Playwright Frankétienne, one of Haiti’s most famous writers and a Nobel Prize nominee, wrote THE NOOSE in 1978 in Haitian Creole as Pèlin Tèt, or “Head Trap.” This production provides a unique opportunity to see the work performed in English, a language in which it’s reportedly not been produced since 1997, when the translation by Dr. Asselin Charles was written. (Somewhat ironically, Pyram spits that he has no desire to learn the language, as nobody would make an effort to listen to him, anyway.)

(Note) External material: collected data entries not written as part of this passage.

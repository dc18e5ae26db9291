use crate::container::{
    ContainerConfig, ContainerError, ContainerRuntime, ExecConfig, ExecOutput, ImageReference,
};
use crate::env::{self, container::WORKSPACE_ROOT};
use crate::session::dockerfile;
use crate::session::error::{Result, SessionError};
use crate::session::fetcher::ResourceFetcher;
use crate::session::registry::SessionRegistry;
use crate::session::types::{DownloadedResource, Persistence, Session, SessionHandle, Workspace};
use crate::session::workspace::{WorkspaceProvisioner, normalize_relative_path};
use std::path::PathBuf;
use std::sync::Arc;
use std::time::Duration;
use tracing::{debug, info, warn};

/// Configuration for the session manager
#[derive(Debug, Clone)]
pub struct SessionManagerConfig {
    /// Graceful stop bound used by `exit` without `force`
    pub stop_timeout: Duration,
    /// Tear down transient sessions when the server stops
    pub cleanup_on_shutdown: bool,
}

impl Default for SessionManagerConfig {
    fn default() -> Self {
        Self {
            stop_timeout: Duration::from_secs(10),
            cleanup_on_shutdown: false,
        }
    }
}

/// Parameters of [`SessionManager::create`].
#[derive(Debug, Clone)]
pub struct CreateOptions {
    pub image: String,
    pub persistence: Persistence,
    pub host_workspace_path: Option<PathBuf>,
    pub download_url: Option<String>,
}

impl CreateOptions {
    pub fn new(image: impl Into<String>, persistence: Persistence) -> Self {
        Self {
            image: image.into(),
            persistence,
            host_workspace_path: None,
            download_url: None,
        }
    }

    pub fn with_workspace(mut self, host_path: impl Into<PathBuf>) -> Self {
        self.host_workspace_path = Some(host_path.into());
        self
    }

    pub fn with_download(mut self, url: impl Into<String>) -> Self {
        self.download_url = Some(url.into());
        self
    }
}

/// Session lifecycle manager.
///
/// Sequences workspace provisioning, downloads and runtime calls for each tool
/// operation and keeps the registry consistent with the outcome. Failed
/// operations surface immediately; nothing is retried.
pub struct SessionManager {
    runtime: Arc<dyn ContainerRuntime>,
    registry: Arc<SessionRegistry>,
    provisioner: WorkspaceProvisioner,
    fetcher: ResourceFetcher,
    config: SessionManagerConfig,
}

impl SessionManager {
    pub fn new(
        runtime: Arc<dyn ContainerRuntime>,
        registry: Arc<SessionRegistry>,
        provisioner: WorkspaceProvisioner,
        fetcher: ResourceFetcher,
        config: SessionManagerConfig,
    ) -> Self {
        Self {
            runtime,
            registry,
            provisioner,
            fetcher,
            config,
        }
    }

    pub fn registry(&self) -> &Arc<SessionRegistry> {
        &self.registry
    }

    /// Provision a workspace, optionally download into it, then create and
    /// start a container bound to it.
    ///
    /// Any failure releases what was already acquired; no registry entry is
    /// created for a failed call.
    pub async fn create(&self, options: CreateOptions) -> Result<SessionHandle> {
        if options.image.trim().is_empty() {
            return Err(SessionError::ImageNotFound("image name is empty".to_string()));
        }

        info!(
            "Creating {} session from {}",
            options.persistence, options.image
        );

        let workspace = match &options.host_workspace_path {
            Some(host_path) => self.provisioner.mounted(host_path).await?,
            None => self.provisioner.ephemeral().await?,
        };

        match self.provision(&options, &workspace).await {
            Ok(handle) => {
                info!("Session {} ready ({})", handle, workspace);
                Ok(handle)
            }
            Err(e) => {
                warn!("Creating session from {} failed: {}", options.image, e);
                if let Err(release) = self.provisioner.release(&workspace).await {
                    warn!("Rollback could not release workspace: {}", release);
                }
                Err(e)
            }
        }
    }

    async fn provision(
        &self,
        options: &CreateOptions,
        workspace: &Workspace,
    ) -> Result<SessionHandle> {
        let download = match &options.download_url {
            Some(url) => {
                let fetched = self.fetcher.fetch_into(url, workspace.host_path()).await?;
                Some(DownloadedResource {
                    url: fetched.url.to_string(),
                    file_name: fetched.file_name,
                    bytes: fetched.bytes_written,
                })
            }
            None => None,
        };

        let handle = match self.launch(options, workspace).await {
            Ok(handle) => handle,
            Err(e) => {
                // Ephemeral directories go away wholesale. In a caller-owned
                // directory the fetcher never replaces an existing file, so
                // the downloaded path is one this call created.
                if let (Workspace::Mounted(dir), Some(download)) = (workspace, &download) {
                    let path = dir.join(&download.file_name);
                    if let Err(remove) = tokio::fs::remove_file(&path).await {
                        warn!("Could not remove {}: {}", path.display(), remove);
                    }
                }
                return Err(e);
            }
        };

        let mut session = Session::new(
            handle.clone(),
            options.image.clone(),
            options.persistence,
            workspace.clone(),
        );
        session.download = download;

        if let Err(e) = self.registry.put(session).await {
            self.discard_container(handle.as_str()).await;
            return Err(e.into());
        }

        Ok(handle)
    }

    async fn launch(&self, options: &CreateOptions, workspace: &Workspace) -> Result<SessionHandle> {
        self.runtime
            .ensure_image(&options.image)
            .await
            .map_err(creation_error)?;

        let config = ContainerConfig::builder()
            .image(options.image.as_str())
            .cmd(env::container::KEEP_ALIVE_CMD)
            .working_dir(WORKSPACE_ROOT)
            .bind(env::workspace_bind(workspace.host_path()))
            .label(env::container::MANAGED_LABEL, "true")
            .label(
                env::container::PERSIST_LABEL,
                options.persistence.is_persistent().to_string(),
            )
            .auto_remove(options.persistence.auto_remove())
            .build()
            .map_err(creation_error)?;

        let container_id = self
            .runtime
            .create_container(&config, None)
            .await
            .map_err(creation_error)?;

        if let Err(e) = self.runtime.start_container(&container_id).await {
            self.discard_container(&container_id).await;
            return Err(creation_error(e));
        }

        Ok(SessionHandle::new(container_id))
    }

    async fn discard_container(&self, container_id: &str) {
        if let Err(e) = self.runtime.remove_container(container_id, true).await {
            warn!("Rollback could not remove container {}: {}", container_id, e);
        }
    }

    /// Write `content` to `relative_path` below the workspace root and record
    /// the path. Returns the normalized path.
    pub async fn write_file(
        &self,
        handle: &SessionHandle,
        relative_path: &str,
        content: &str,
    ) -> Result<String> {
        self.registry.get(handle).await?;
        let path = normalize_relative_path(relative_path)?;

        self.runtime
            .upload_file(handle.as_str(), WORKSPACE_ROOT, &path, content.as_bytes())
            .await?;

        self.registry
            .update(handle, |session| session.created_files.record(path.clone()))
            .await?;

        info!("Wrote {} in session {}", env::workspace_path(&path), handle);
        Ok(path)
    }

    /// Run `command` through `sh -c` in the workspace root.
    ///
    /// A non-zero exit code is part of the output, not an error. There is no
    /// timeout: a command that never exits blocks this call.
    pub async fn execute(&self, handle: &SessionHandle, command: &str) -> Result<ExecOutput> {
        self.registry.get(handle).await?;

        let [shell, flag] = env::container::SHELL;
        let mut builder = ExecConfig::builder()
            .cmd([shell, flag, command])
            .working_dir(WORKSPACE_ROOT)
            .attach_stdin(false)
            .tty(false);
        for (key, value) in env::container::EXEC_ENV {
            builder = builder.env(key, value);
        }

        let output = self.runtime.exec(handle.as_str(), &builder.build()).await?;

        if output.success() {
            info!("Command in session {} succeeded", handle);
        } else {
            info!(
                "Command in session {} exited with {:?}",
                handle, output.exit_code
            );
        }
        Ok(output)
    }

    /// Commit the container filesystem to a new image named `image_name`.
    pub async fn save_state(
        &self,
        handle: &SessionHandle,
        image_name: &str,
    ) -> Result<ImageReference> {
        self.registry.get(handle).await?;
        let reference = ImageReference::parse(image_name)?;

        let image_id = self
            .runtime
            .commit_container(handle.as_str(), &reference)
            .await?;

        info!("Saved session {} as {} ({})", handle, reference, image_id);
        Ok(reference)
    }

    /// Dockerfile approximating the session environment.
    pub async fn export_dockerfile(&self, handle: &SessionHandle) -> Result<String> {
        let session = self.registry.get(handle).await?;
        Ok(dockerfile::synthesize(&session))
    }

    /// Stop and remove the container, release an ephemeral workspace and
    /// evict the session.
    ///
    /// The session is evicted before any runtime call, so it is gone even if
    /// the daemon reports an error; those errors are returned as
    /// `RuntimeUnavailable` after cleanup finished.
    pub async fn exit(&self, handle: &SessionHandle, force: bool) -> Result<()> {
        let session = self.registry.remove(handle).await?;
        let container_id = handle.as_str();
        let mut failures = Vec::new();

        if !force {
            match self
                .runtime
                .stop_container(container_id, self.config.stop_timeout)
                .await
            {
                Ok(()) => {}
                Err(e) if e.is_not_found() => debug!("Container {} already gone", container_id),
                Err(e) => {
                    warn!("Failed to stop container {}: {}", container_id, e);
                    failures.push(format!("stop failed: {e}"));
                }
            }
        }

        match self.runtime.remove_container(container_id, true).await {
            Ok(()) => {}
            Err(e) if e.is_not_found() => debug!("Container {} already removed", container_id),
            Err(e) => {
                warn!("Failed to remove container {}: {}", container_id, e);
                failures.push(format!("remove failed: {e}"));
            }
        }

        if let Err(e) = self.provisioner.release(&session.workspace).await {
            warn!("Session {}: {}", handle, e);
        }

        if failures.is_empty() {
            info!("Session {} removed", handle);
            Ok(())
        } else {
            Err(SessionError::RuntimeUnavailable(failures.join("; ")))
        }
    }

    /// Active sessions, oldest first.
    pub async fn list(&self) -> Vec<Session> {
        let mut sessions = self.registry.list().await;
        sessions.sort_by(|a, b| {
            a.created_at
                .cmp(&b.created_at)
                .then_with(|| a.handle.cmp(&b.handle))
        });
        sessions
    }

    /// Called once when the server stops.
    pub async fn shutdown(&self) {
        let sessions = self.list().await;
        if sessions.is_empty() {
            return;
        }

        if !self.config.cleanup_on_shutdown {
            info!("Leaving {} session(s) running", sessions.len());
            return;
        }

        for session in sessions
            .iter()
            .filter(|s| s.persistence == Persistence::Transient)
        {
            info!("Tearing down transient session {}", session.handle);
            if let Err(e) = self.exit(&session.handle, true).await {
                warn!("Teardown of {} failed: {}", session.handle, e);
            }
        }
    }
}

/// Creation has no session yet, so a missing container is a runtime fault.
fn creation_error(err: ContainerError) -> SessionError {
    match err {
        ContainerError::ImageNotFound(cause) | ContainerError::InvalidReference(cause) => {
            SessionError::ImageNotFound(cause)
        }
        other => SessionError::RuntimeUnavailable(other.to_string()),
    }
}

The text in the play is expansive, with Frankétienne giving Polydor an almost Shakespearean cadence. Clark does his best sneering Iago at St. Fleur’s back, particularly in an unrelenting opening monologue where he brutally picks apart every detail of Pyram’s boasting story of a sexual conquest at Union Station. While Clark makes a delightful feast of Polydor’s words, St. Fleur is looser and freer, but shows greater range as a man becoming more and more downtrodden under the weight of manual labour.
Alana Raymond’s sound design also produces weight and tension, with the booming, distorted sounds of footsteps on metal overhead and muffled laughter in the dark. Set designer Matthew Hall approximates a late 1970s basement, with two twin bed areas decorated to character, and Costume Designer Kalina Popova differentiates their styles clearly, Polydor’s businesslike neutrals fading beside Pyram’s peacocking blue and purple shirt.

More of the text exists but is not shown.